High‐Density Epicardial Activation Mapping to Optimize the Site for Video‐Thoracoscopic Left Ventricular Lead Implant

2014 
Cardiac resynchronization (CRT) is the established therapy of chronic systolic heart failure in patients with intraventricular conduction delay—wide QRS complex.1,2 Approximately 30% of patients, however, do not respond to this therapy clinically; and in 50% of patients, CRT is not associated with left ventricular (LV) reverse remodeling.3 Left ventricular pacing lead position is closely associated with the response to CRT. Several methods have been advocated for optimization of its position. However, only two of them have been studied more extensively.

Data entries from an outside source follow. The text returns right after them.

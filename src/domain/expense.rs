//! Trip-wide expenses.

use crate::domain::{Decimal, TripId};
use chrono::NaiveDate;
use serde::{Deserialize, Serialize};

#[derive(Debug, Clone, PartialEq, Eq, Serialize, Deserialize)]
#[serde(rename_all = "camelCase")]
pub struct Expense {
    pub id: i64,
    pub trip_id: TripId,
    pub expense_type: String,
    pub amount: Decimal,
    pub expense_date: NaiveDate,
    #[serde(skip_serializing_if = "Option::is_none")]
    pub description: Option<String>,
}

/// Fields of an expense that can be written or rewritten.
#[derive(Debug, Clone, PartialEq, Eq)]
pub struct ExpenseInput {
    pub expense_type: String,
    pub amount: Decimal,
    pub expense_date: NaiveDate,
    pub description: Option<String>,
}
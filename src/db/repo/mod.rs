//! Repository layer for database operations.
//!
//! This module provides the `Repository` struct for all database operations.
//! Methods are organized across submodules by domain:
//! - `entities.rs` - Trips, customers, agents and their cached lifetime totals
//! - `ledger.rs` - Transactions, rolling entries and expenses
//! - `membership.rs` - Trip membership and agent profit-sharing rates
//! - `aggregates.rs` - Derived aggregate rows written by the recompute pipeline

mod aggregates;
mod entities;
mod ledger;
mod membership;

use crate::domain::Decimal;
use sqlx::sqlite::{SqlitePool, SqliteRow};
use sqlx::Row;
use std::str::FromStr;
use tracing::warn;

const ROLLING_COMMISSION_RATE_KEY: &str = "rolling_commission_rate";

/// Repository for database operations.
pub struct Repository {
    pool: SqlitePool,
}

impl Repository {
    /// Create a new repository with the given connection pool.
    pub fn new(pool: SqlitePool) -> Self {
        Repository { pool }
    }

    /// Cheap round trip used by the readiness check.
    pub async fn ping(&self) -> Result<(), sqlx::Error> {
        sqlx::query("SELECT 1").execute(&self.pool).await?;
        Ok(())
    }

    // =========================================================================
    // Settings
    // =========================================================================

    /// Store the default rolling commission rate only if none is stored yet.
    pub async fn seed_rolling_commission_rate(&self, rate: Decimal) -> Result<(), sqlx::Error> {
        sqlx::query("INSERT INTO settings (key, value) VALUES (?, ?) ON CONFLICT(key) DO NOTHING")
            .bind(ROLLING_COMMISSION_RATE_KEY)
            .bind(rate.to_canonical_string())
            .execute(&self.pool)
            .await?;
        Ok(())
    }

    /// Replace the default rolling commission rate. Existing entries keep the
    /// commission they were recorded with.
    pub async fn set_rolling_commission_rate(&self, rate: Decimal) -> Result<(), sqlx::Error> {
        sqlx::query(
            r#"
            INSERT INTO settings (key, value) VALUES (?, ?)
            ON CONFLICT(key) DO UPDATE SET value = excluded.value
            "#,
        )
        .bind(ROLLING_COMMISSION_RATE_KEY)
        .bind(rate.to_canonical_string())
        .execute(&self.pool)
        .await?;
        Ok(())
    }

    pub async fn get_rolling_commission_rate(&self) -> Result<Option<Decimal>, sqlx::Error> {
        let row = sqlx::query("SELECT value FROM settings WHERE key = ?")
            .bind(ROLLING_COMMISSION_RATE_KEY)
            .fetch_optional(&self.pool)
            .await?;
        Ok(row.map(|r| decimal_column(&r, "value")))
    }
}

/// Read a decimal TEXT column, falling back to zero (with a warning) when the
/// stored text does not parse.
pub(crate) fn decimal_column(row: &SqliteRow, column: &str) -> Decimal {
    let raw: String = row.get(column);
    Decimal::from_str(&raw).unwrap_or_else(|e| {
        warn!(column = %column, value = %raw, error = %e, "Failed to parse stored decimal, using zero");
        Decimal::default()
    })
}

pub(crate) fn now_ms() -> i64 {
    chrono::Utc::now().timestamp_millis()
}
//! Trip membership and per-trip agent profit-sharing rates.

use crate::domain::{AgentCustomerShare, AgentId, CustomerAgentAssignment, CustomerId, TripId};
use sqlx::sqlite::SqliteRow;
use sqlx::Row;
use std::collections::BTreeSet;

use super::{decimal_column, now_ms, Repository};

fn share_from_row(row: &SqliteRow) -> AgentCustomerShare {
    AgentCustomerShare {
        trip_id: TripId::new(row.get("trip_id")),
        agent_id: AgentId::new(row.get("agent_id")),
        customer_id: CustomerId::new(row.get("customer_id")),
        profit_sharing_rate: decimal_column(row, "profit_sharing_rate"),
    }
}

impl Repository {
    // =========================================================================
    // Trip customers
    // =========================================================================

    /// Returns false when the customer was already a member.
    pub async fn add_trip_customer(
        &self,
        trip_id: TripId,
        customer_id: CustomerId,
    ) -> Result<bool, sqlx::Error> {
        let result = sqlx::query(
            "INSERT OR IGNORE INTO trip_customers (trip_id, customer_id, joined_at) VALUES (?, ?, ?)",
        )
        .bind(trip_id.as_i64())
        .bind(customer_id.as_i64())
        .bind(now_ms())
        .execute(&self.pool)
        .await?;
        Ok(result.rows_affected() > 0)
    }

    /// Drops the membership together with every share row that referenced
    /// the customer on this trip.
    pub async fn remove_trip_customer(
        &self,
        trip_id: TripId,
        customer_id: CustomerId,
    ) -> Result<bool, sqlx::Error> {
        let mut tx = self.pool.begin().await?;

        sqlx::query("DELETE FROM trip_agent_customers WHERE trip_id = ? AND customer_id = ?")
            .bind(trip_id.as_i64())
            .bind(customer_id.as_i64())
            .execute(&mut *tx)
            .await?;

        let result = sqlx::query("DELETE FROM trip_customers WHERE trip_id = ? AND customer_id = ?")
            .bind(trip_id.as_i64())
            .bind(customer_id.as_i64())
            .execute(&mut *tx)
            .await?;

        tx.commit().await?;
        Ok(result.rows_affected() > 0)
    }

    pub async fn is_trip_customer(
        &self,
        trip_id: TripId,
        customer_id: CustomerId,
    ) -> Result<bool, sqlx::Error> {
        let row = sqlx::query("SELECT 1 FROM trip_customers WHERE trip_id = ? AND customer_id = ?")
            .bind(trip_id.as_i64())
            .bind(customer_id.as_i64())
            .fetch_optional(&self.pool)
            .await?;
        Ok(row.is_some())
    }

    pub async fn query_trip_customer_ids(
        &self,
        trip_id: TripId,
    ) -> Result<BTreeSet<CustomerId>, sqlx::Error> {
        let rows = sqlx::query("SELECT customer_id FROM trip_customers WHERE trip_id = ?")
            .bind(trip_id.as_i64())
            .fetch_all(&self.pool)
            .await?;
        Ok(rows
            .iter()
            .map(|r| CustomerId::new(r.get("customer_id")))
            .collect())
    }

    pub async fn query_trips_for_customer(
        &self,
        customer_id: CustomerId,
    ) -> Result<Vec<TripId>, sqlx::Error> {
        let rows = sqlx::query(
            "SELECT trip_id FROM trip_customers WHERE customer_id = ? ORDER BY trip_id ASC",
        )
        .bind(customer_id.as_i64())
        .fetch_all(&self.pool)
        .await?;
        Ok(rows.iter().map(|r| TripId::new(r.get("trip_id"))).collect())
    }

    // =========================================================================
    // Trip agents
    // =========================================================================

    pub async fn add_trip_agent(
        &self,
        trip_id: TripId,
        agent_id: AgentId,
    ) -> Result<bool, sqlx::Error> {
        let result = sqlx::query("INSERT OR IGNORE INTO trip_agents (trip_id, agent_id) VALUES (?, ?)")
            .bind(trip_id.as_i64())
            .bind(agent_id.as_i64())
            .execute(&self.pool)
            .await?;
        Ok(result.rows_affected() > 0)
    }

    /// Drops the agent from the trip with its share rows and its summary row.
    /// Returns false when the agent was not a member.
    pub async fn remove_trip_agent(
        &self,
        trip_id: TripId,
        agent_id: AgentId,
    ) -> Result<bool, sqlx::Error> {
        let mut tx = self.pool.begin().await?;

        for table in ["trip_agent_customers", "agent_trip_summaries"] {
            sqlx::query(&format!(
                "DELETE FROM {table} WHERE trip_id = ? AND agent_id = ?"
            ))
            .bind(trip_id.as_i64())
            .bind(agent_id.as_i64())
            .execute(&mut *tx)
            .await?;
        }

        let result = sqlx::query("DELETE FROM trip_agents WHERE trip_id = ? AND agent_id = ?")
            .bind(trip_id.as_i64())
            .bind(agent_id.as_i64())
            .execute(&mut *tx)
            .await?;

        tx.commit().await?;
        Ok(result.rows_affected() > 0)
    }

    pub async fn query_trip_agent_ids(
        &self,
        trip_id: TripId,
    ) -> Result<BTreeSet<AgentId>, sqlx::Error> {
        let rows = sqlx::query("SELECT agent_id FROM trip_agents WHERE trip_id = ?")
            .bind(trip_id.as_i64())
            .fetch_all(&self.pool)
            .await?;
        Ok(rows.iter().map(|r| AgentId::new(r.get("agent_id"))).collect())
    }

    pub async fn query_trips_for_agent(&self, agent_id: AgentId) -> Result<Vec<TripId>, sqlx::Error> {
        let rows =
            sqlx::query("SELECT trip_id FROM trip_agents WHERE agent_id = ? ORDER BY trip_id ASC")
                .bind(agent_id.as_i64())
                .fetch_all(&self.pool)
                .await?;
        Ok(rows.iter().map(|r| TripId::new(r.get("trip_id"))).collect())
    }

    // =========================================================================
    // Agent-customer shares
    // =========================================================================

    /// Insert or replace a share rate. The agent becomes a trip member if it
    /// was not one already.
    pub async fn upsert_agent_customer_share(
        &self,
        share: &AgentCustomerShare,
    ) -> Result<(), sqlx::Error> {
        let mut tx = self.pool.begin().await?;

        sqlx::query("INSERT OR IGNORE INTO trip_agents (trip_id, agent_id) VALUES (?, ?)")
            .bind(share.trip_id.as_i64())
            .bind(share.agent_id.as_i64())
            .execute(&mut *tx)
            .await?;

        sqlx::query(
            r#"
            INSERT INTO trip_agent_customers (trip_id, agent_id, customer_id, profit_sharing_rate)
            VALUES (?, ?, ?, ?)
            ON CONFLICT(trip_id, agent_id, customer_id)
            DO UPDATE SET profit_sharing_rate = excluded.profit_sharing_rate
            "#,
        )
        .bind(share.trip_id.as_i64())
        .bind(share.agent_id.as_i64())
        .bind(share.customer_id.as_i64())
        .bind(share.profit_sharing_rate.to_canonical_string())
        .execute(&mut *tx)
        .await?;

        tx.commit().await?;
        Ok(())
    }

    pub async fn delete_agent_customer_share(
        &self,
        trip_id: TripId,
        agent_id: AgentId,
        customer_id: CustomerId,
    ) -> Result<bool, sqlx::Error> {
        let result = sqlx::query(
            "DELETE FROM trip_agent_customers WHERE trip_id = ? AND agent_id = ? AND customer_id = ?",
        )
        .bind(trip_id.as_i64())
        .bind(agent_id.as_i64())
        .bind(customer_id.as_i64())
        .execute(&self.pool)
        .await?;
        Ok(result.rows_affected() > 0)
    }

    /// Explicit share rows for a trip, optionally filtered by agent and/or
    /// customer. Ordered by (agent, customer).
    pub async fn query_agent_customer_shares(
        &self,
        trip_id: TripId,
        agent_id: Option<AgentId>,
        customer_id: Option<CustomerId>,
    ) -> Result<Vec<AgentCustomerShare>, sqlx::Error> {
        let mut sql = String::from(
            "SELECT trip_id, agent_id, customer_id, profit_sharing_rate \
             FROM trip_agent_customers WHERE trip_id = ?",
        );
        if agent_id.is_some() {
            sql.push_str(" AND agent_id = ?");
        }
        if customer_id.is_some() {
            sql.push_str(" AND customer_id = ?");
        }
        sql.push_str(" ORDER BY agent_id ASC, customer_id ASC");

        let mut query = sqlx::query(&sql).bind(trip_id.as_i64());
        if let Some(agent_id) = agent_id {
            query = query.bind(agent_id.as_i64());
        }
        if let Some(customer_id) = customer_id {
            query = query.bind(customer_id.as_i64());
        }

        let rows = query.fetch_all(&self.pool).await?;
        Ok(rows.iter().map(share_from_row).collect())
    }

    /// Member customers whose globally assigned agent is also a member of the
    /// trip, with that agent's default rate.
    pub async fn query_customer_agent_assignments(
        &self,
        trip_id: TripId,
    ) -> Result<Vec<CustomerAgentAssignment>, sqlx::Error> {
        let rows = sqlx::query(
            r#"
            SELECT c.id AS customer_id, a.id AS agent_id, a.commission_rate AS commission_rate
            FROM trip_customers tc
            JOIN customers c ON c.id = tc.customer_id
            JOIN agents a ON a.id = c.agent_id
            JOIN trip_agents ta ON ta.trip_id = tc.trip_id AND ta.agent_id = a.id
            WHERE tc.trip_id = ?
            ORDER BY a.id ASC, c.id ASC
            "#,
        )
        .bind(trip_id.as_i64())
        .fetch_all(&self.pool)
        .await?;

        Ok(rows
            .iter()
            .map(|row| CustomerAgentAssignment {
                customer_id: CustomerId::new(row.get("customer_id")),
                agent_id: AgentId::new(row.get("agent_id")),
                commission_rate: decimal_column(row, "commission_rate"),
            })
            .collect())
    }
}
//! Domain types for the junket ledger.
//!
//! This module provides:
//! - Lossless money handling via the Decimal wrapper
//! - Identifier newtypes for trips, customers, agents and staff
//! - Ledger facts: transactions, rolling entries, expenses, memberships
//! - Derived aggregate rows produced by the recompute pipeline

pub mod aggregates;
pub mod decimal;
pub mod entity;
pub mod expense;
pub mod membership;
pub mod primitives;
pub mod rolling;
pub mod transaction;

pub use aggregates::{
    AgentShareBreakdown, AgentTripSummary, CustomerTripStats, TripSharing, TripStats,
};
pub use decimal::Decimal;
pub use entity::{Agent, AgentTotals, Customer, CustomerTotals, Trip, TripStatus};
pub use expense::{Expense, ExpenseInput};
pub use membership::{AgentCustomerShare, CustomerAgentAssignment};
pub use primitives::{AgentId, CustomerId, StaffId, TimeMs, TripId};
pub use rolling::{commission_for, NewRollingEntry, RollingEntry};
pub use transaction::{NewTransaction, Transaction, TransactionKind, TransactionStatus};
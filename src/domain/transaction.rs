//! Buy-in / cash-out transactions.

use crate::domain::{AgentId, CustomerId, Decimal, TimeMs, TripId};
use serde::{Deserialize, Serialize};
use std::fmt;

/// Kind of money movement. Unknown kinds found in storage are kept verbatim
/// so the aggregator can log and skip them.
#[derive(Debug, Clone, PartialEq, Eq, Hash)]
pub enum TransactionKind {
    BuyIn,
    CashOut,
    Unsupported(String),
}

impl TransactionKind {
    pub fn parse(s: &str) -> Self {
        match s.trim().to_ascii_lowercase().as_str() {
            "buy-in" | "buy_in" | "buyin" => TransactionKind::BuyIn,
            "cash-out" | "cash_out" | "cashout" => TransactionKind::CashOut,
            _ => TransactionKind::Unsupported(s.to_string()),
        }
    }

    pub fn as_str(&self) -> &str {
        match self {
            TransactionKind::BuyIn => "buy-in",
            TransactionKind::CashOut => "cash-out",
            TransactionKind::Unsupported(raw) => raw,
        }
    }

    pub fn is_supported(&self) -> bool {
        !matches!(self, TransactionKind::Unsupported(_))
    }
}

impl fmt::Display for TransactionKind {
    fn fmt(&self, f: &mut fmt::Formatter<'_>) -> fmt::Result {
        f.write_str(self.as_str())
    }
}

impl Serialize for TransactionKind {
    fn serialize<S: serde::Serializer>(&self, serializer: S) -> Result<S::Ok, S::Error> {
        serializer.serialize_str(self.as_str())
    }
}

impl<'de> Deserialize<'de> for TransactionKind {
    fn deserialize<D: serde::Deserializer<'de>>(deserializer: D) -> Result<Self, D::Error> {
        let raw = String::deserialize(deserializer)?;
        Ok(TransactionKind::parse(&raw))
    }
}

#[derive(Debug, Clone, Copy, PartialEq, Eq, Hash, Serialize, Deserialize)]
#[serde(rename_all = "lowercase")]
pub enum TransactionStatus {
    Pending,
    Completed,
    Cancelled,
}

impl TransactionStatus {
    pub fn as_str(&self) -> &'static str {
        match self {
            TransactionStatus::Pending => "pending",
            TransactionStatus::Completed => "completed",
            TransactionStatus::Cancelled => "cancelled",
        }
    }

    pub fn parse(s: &str) -> Option<Self> {
        match s.trim().to_ascii_lowercase().as_str() {
            "pending" => Some(TransactionStatus::Pending),
            "completed" => Some(TransactionStatus::Completed),
            "cancelled" | "canceled" => Some(TransactionStatus::Cancelled),
            _ => None,
        }
    }
}

impl fmt::Display for TransactionStatus {
    fn fmt(&self, f: &mut fmt::Formatter<'_>) -> fmt::Result {
        f.write_str(self.as_str())
    }
}

/// A recorded buy-in or cash-out.
#[derive(Debug, Clone, PartialEq, Eq, Serialize, Deserialize)]
#[serde(rename_all = "camelCase")]
pub struct Transaction {
    pub id: i64,
    pub trip_id: TripId,
    pub customer_id: CustomerId,
    pub agent_id: Option<AgentId>,
    pub amount: Decimal,
    pub kind: TransactionKind,
    pub status: TransactionStatus,
    pub created_at: TimeMs,
}

/// Input for recording a new transaction.
#[derive(Debug, Clone, PartialEq, Eq)]
pub struct NewTransaction {
    pub trip_id: TripId,
    pub customer_id: CustomerId,
    pub agent_id: Option<AgentId>,
    pub amount: Decimal,
    pub kind: TransactionKind,
    pub status: TransactionStatus,
}
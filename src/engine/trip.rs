use crate::domain::{CustomerId, CustomerTripStats, Decimal, TripId, TripStats};
use std::collections::BTreeSet;

/// Sums member customers' stats into trip totals.
///
/// Rows for customers that are not in `members` are ignored, and an empty
/// member set forces every total to zero rather than leaving stale sums.
pub fn aggregate_trip(
    trip_id: TripId,
    members: &BTreeSet<CustomerId>,
    customer_stats: &[CustomerTripStats],
) -> TripStats {
    if members.is_empty() {
        return TripStats::zeroed(trip_id);
    }

    let mut stats = TripStats::zeroed(trip_id);
    stats.customer_count = members.len() as i64;

    for row in customer_stats
        .iter()
        .filter(|s| s.trip_id == trip_id && members.contains(&s.customer_id))
    {
        stats.total_buy_in += row.total_buy_in;
        stats.total_cash_out += row.total_cash_out;
        stats.total_win_loss += row.total_win_loss;
    }
    stats.net_profit = stats.total_win_loss;
    stats
}

/// Net result of a single member, zero when the member has no stats row yet.
pub fn member_net_result(customer_stats: &[CustomerTripStats], customer_id: CustomerId) -> Decimal {
    customer_stats
        .iter()
        .find(|s| s.customer_id == customer_id)
        .map(|s| s.net_result)
        .unwrap_or_default()
}
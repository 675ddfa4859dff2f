//! Mutation handling and reconciliation on top of the recompute pipeline.

pub mod orchestrator;
pub mod reconcile;

pub use orchestrator::{
    BatchReport, Consistency, ConsistencyStatus, EntityFailure, MutationOutcome,
    OrchestrationError, Orchestrator, RollingInput, TripMembership,
};
pub use reconcile::{reconcile_all, spawn_reconcile_job, ReconcileReport};
//! Schema bootstrap and connection setup.

use sqlx::sqlite::{SqliteConnectOptions, SqliteConnection, SqlitePool, SqlitePoolOptions};
use sqlx::Row;
use std::path::Path;
use std::str::FromStr;
use std::time::Duration;
use tracing::{debug, info};

const SCHEMA_SQL: &str = include_str!("schema.sql");

/// Open (or create) the ledger database and apply the schema.
pub async fn init_db(db_path: &str) -> Result<SqlitePool, sqlx::Error> {
    if let Some(parent) = Path::new(db_path).parent() {
        if !parent.as_os_str().is_empty() {
            std::fs::create_dir_all(parent).ok();
        }
    }

    let options = SqliteConnectOptions::from_str(&format!("sqlite:{}", db_path))?
        .create_if_missing(true)
        .busy_timeout(Duration::from_secs(5));

    let pool = SqlitePoolOptions::new()
        .max_connections(5)
        .after_connect(|conn, _meta| Box::pin(async move { apply_pragmas(conn).await }))
        .connect_with(options)
        .await?;

    apply_schema(&pool).await?;

    info!(path = %db_path, "Ledger database ready");
    Ok(pool)
}

/// Every statement is `IF NOT EXISTS`, so this is safe to run on each start.
async fn apply_schema(pool: &SqlitePool) -> Result<(), sqlx::Error> {
    let mut applied = 0usize;
    for statement in SCHEMA_SQL.split(';') {
        let trimmed = statement.trim();
        if trimmed.is_empty() {
            continue;
        }
        sqlx::query(trimmed).execute(pool).await?;
        applied += 1;
    }
    debug!(statements = applied, "Schema applied");
    Ok(())
}

/// Foreign keys must be on for trip deletion to cascade into ledger facts
/// and aggregates.
async fn apply_pragmas(conn: &mut SqliteConnection) -> Result<(), sqlx::Error> {
    sqlx::query("PRAGMA foreign_keys = ON")
        .execute(&mut *conn)
        .await?;

    // journal_mode reports the mode actually applied
    let row = sqlx::query("PRAGMA journal_mode = WAL")
        .fetch_one(&mut *conn)
        .await?;
    let journal_mode: String = row.get(0);
    debug!(journal_mode = %journal_mode, "SQLite connection configured");

    sqlx::query("PRAGMA synchronous = NORMAL")
        .execute(&mut *conn)
        .await?;
    Ok(())
}

#[cfg(test)]
mod tests {
    use super::*;
    use tempfile::TempDir;

    async fn open_temp() -> (SqlitePool, TempDir, String) {
        let temp_dir = TempDir::new().unwrap();
        let db_path = temp_dir
            .path()
            .join("nested")
            .join("ledger.db")
            .to_string_lossy()
            .to_string();
        let pool = init_db(&db_path).await.expect("init_db failed");
        (pool, temp_dir, db_path)
    }

    #[tokio::test]
    async fn test_init_db_creates_file_and_parent_dir() {
        let (_pool, _temp, db_path) = open_temp().await;
        assert!(Path::new(&db_path).exists());
    }

    #[tokio::test]
    async fn test_schema_has_ledger_and_aggregate_tables() {
        let (pool, _temp, _) = open_temp().await;

        for table in [
            "transactions",
            "rolling_entries",
            "expenses",
            "trip_agent_customers",
            "customer_trip_stats",
            "trip_sharing",
            "trip_sharing_agents",
            "agent_trip_summaries",
            "settings",
        ] {
            let found: (String,) =
                sqlx::query_as("SELECT name FROM sqlite_master WHERE type='table' AND name = ?")
                    .bind(table)
                    .fetch_one(&pool)
                    .await
                    .unwrap_or_else(|e| panic!("missing table {table}: {e}"));
            assert_eq!(found.0, table);
        }
    }

    #[tokio::test]
    async fn test_schema_reapply_is_harmless() {
        let (pool, _temp, _) = open_temp().await;
        apply_schema(&pool).await.expect("second apply failed");
    }

    #[tokio::test]
    async fn test_foreign_keys_enabled() {
        let (pool, _temp, _) = open_temp().await;
        let fk: (i64,) = sqlx::query_as("PRAGMA foreign_keys")
            .fetch_one(&pool)
            .await
            .unwrap();
        assert_eq!(fk.0, 1);
    }
}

One comprises echocardiographic local mechanical delay,4–8 while the other consists of time interval between the onset of QRS complex and local LV lead electrogram (EGM) during spontaneous ventricular activation (QLV).9–14 The evidence from observational studies is mounting that more optimal LV lead position (at the site of more delayed contraction and longer QLV) predicts better clinical response and reverses LV remodeling. Inappropriate LV lead position with QLV shorter than one-half of the QRS duration was associated with higher mortality in a small retrospective study.12 Reduced mortality and reduced heart failure hospitalization rate (combined endpoint) were observed in patients randomized to echocardiographically optimized LV lead position in the TARGET trial.4 Unlike transvenous LV lead implantation, which is limited by the anatomy of the coronary sinus and its tributaries, minimally invasive surgical video-thoracoscopic approach has fewer constraints. In such situations, empirical selection of the LV pacing site, which is usually a central lateral segment of the LV according to previous hemodynamic studies,15,16 and endocardial activation mapping in patients with left bundle branch block (LBBB),17 may not be optimal. Therefore, we proposed a new method for fast epicardial mapping of QLV during video-thoracoscopic surgery to optimize the LV lead position. This study was primarily aimed at assessing the feasibility and safety of this approach. In addition, we hypothesized that the benefit of this technique could be indirectly demonstrated.